Of Course There Are Still Exams

Yes, of course I recommend sitting nine hours worth of exam in a room with no crosswind on the most humid two days of the year; why do you ask?

Last week on Tuesday evening, I told the collected Internet that I was knocking off and going for a run and an early night — “this is going to go however it goes now”, I said. I’m sure the Internet was relieved. I had been using my last little bit of annual leave to study for the exam I was about to take, and while stuck in front of my laptop I had been intermittently making fun of the more ridiculous of my practice questions for the benefit of Twitter.

For example.

The correct answer suggested that I have the power to quarantine dogs in Uruguay. By the power vested in me by the medical receiving page.

The correct answer suggested that I have the authority to quarantine dogs in Uruguay. By the power vested in me by the medical receiving page.

In the middle of all this, a friend who is not a doctor confessed himself to be curious as to why I was still being obliged to sit exams. The short version of the answer and to put it in a broader context is that for the time being this is just what I do as CPD. The longer answer is that medicine, after medical school, always requires some form of specialist qualification, which is what this is, and then sometimes, later, a subspecialist qualification too. I’m sitting my membership exams for the Royal College of Physicians, with what I did last week being the second of three parts. You may remember that I’ve moaned and mumbled about this sort of thing before, and that was Part 1. If I wanted to be a surgeon or a paediatrician or a GP, for instance, they all have their own college and so their own kind of exam.

A few people had warned me that I would feel as if I’d been hit on the head with a hammer, afterwards.

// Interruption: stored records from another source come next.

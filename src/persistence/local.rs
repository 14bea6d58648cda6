//! Browser store backed by LocalStorage

use super::KeyValueStore;

/// Stores integers as decimal strings under `<prefix><key>`
#[derive(Debug, Clone)]
pub struct LocalStorageStore {
    prefix: String,
}

impl LocalStorageStore {
    pub fn new(prefix: impl Into<String>) -> Self {
        Self {
            prefix: prefix.into(),
        }
    }

    fn storage() -> Option<web_sys::Storage> {
        web_sys::window()
            .and_then(|w| w.local_storage().ok())
            .flatten()
    }
}

impl KeyValueStore for LocalStorageStore {
    fn get(&self, key: &str) -> Option<i64> {
        let storage = Self::storage()?;
        let raw = storage.get_item(&format!("{}{}", self.prefix, key)).ok()??;
        raw.trim().parse().ok()
    }

    fn set(&mut self, key: &str, value: i64) {
        match Self::storage() {
            Some(storage) => {
                if storage
                    .set_item(&format!("{}{}", self.prefix, key), &value.to_string())
                    .is_err()
                {
                    log::warn!("LocalStorage rejected write for {}", key);
                }
            }
            None => log::warn!("LocalStorage unavailable, {} not saved", key),
        }
    }
}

There are 270 questions split into three papers that are spread over nine hours across a day and a half. The questions all have a wee story, which is called a stem, normally about twice the length of that story about the Uruguayan dog, and then five options, of which a single option is “best”, to be selected and changed and then changed back using a 2B pencil and an inadequate eraser. My question paper, which they don’t mark, thank God, is full of circles, arrows, sums, and manic scribbles. A bit of sensible reasoning through of logic, a lot of notes-to-self, and the odd piece of exam-induced snark: “prob talking to an obstetrician before I do anything with the 38 wk pregnant woman tbh”.

You would think that this would all be old hat. It is a broadly similar format to Part 1 — the stories are slightly longer and the material is more clinically relevant, more about my actual job, although slanted heavily towards the weird and wonderful, and less about my ability to remember specific trinucleotide repeats on specific chromosomes, but generally familiar territory. And it’s not like I did Part 1 just the one time.

Except: in Part 1, you don’t have to come back the next day.

At the end of the second paper and a rudimentary debriefing over dinner (“I don’t even know where I’d start. Did you know what a rupture of thingummy of the sinus of Valsalva is? Are those prawns?”), I took myself off for a swim where I got to cool down (have I mentioned that it was hot?) and do nothing more complicated than count laps and ponder whether it would be appropriate to sit the third paper in the pool.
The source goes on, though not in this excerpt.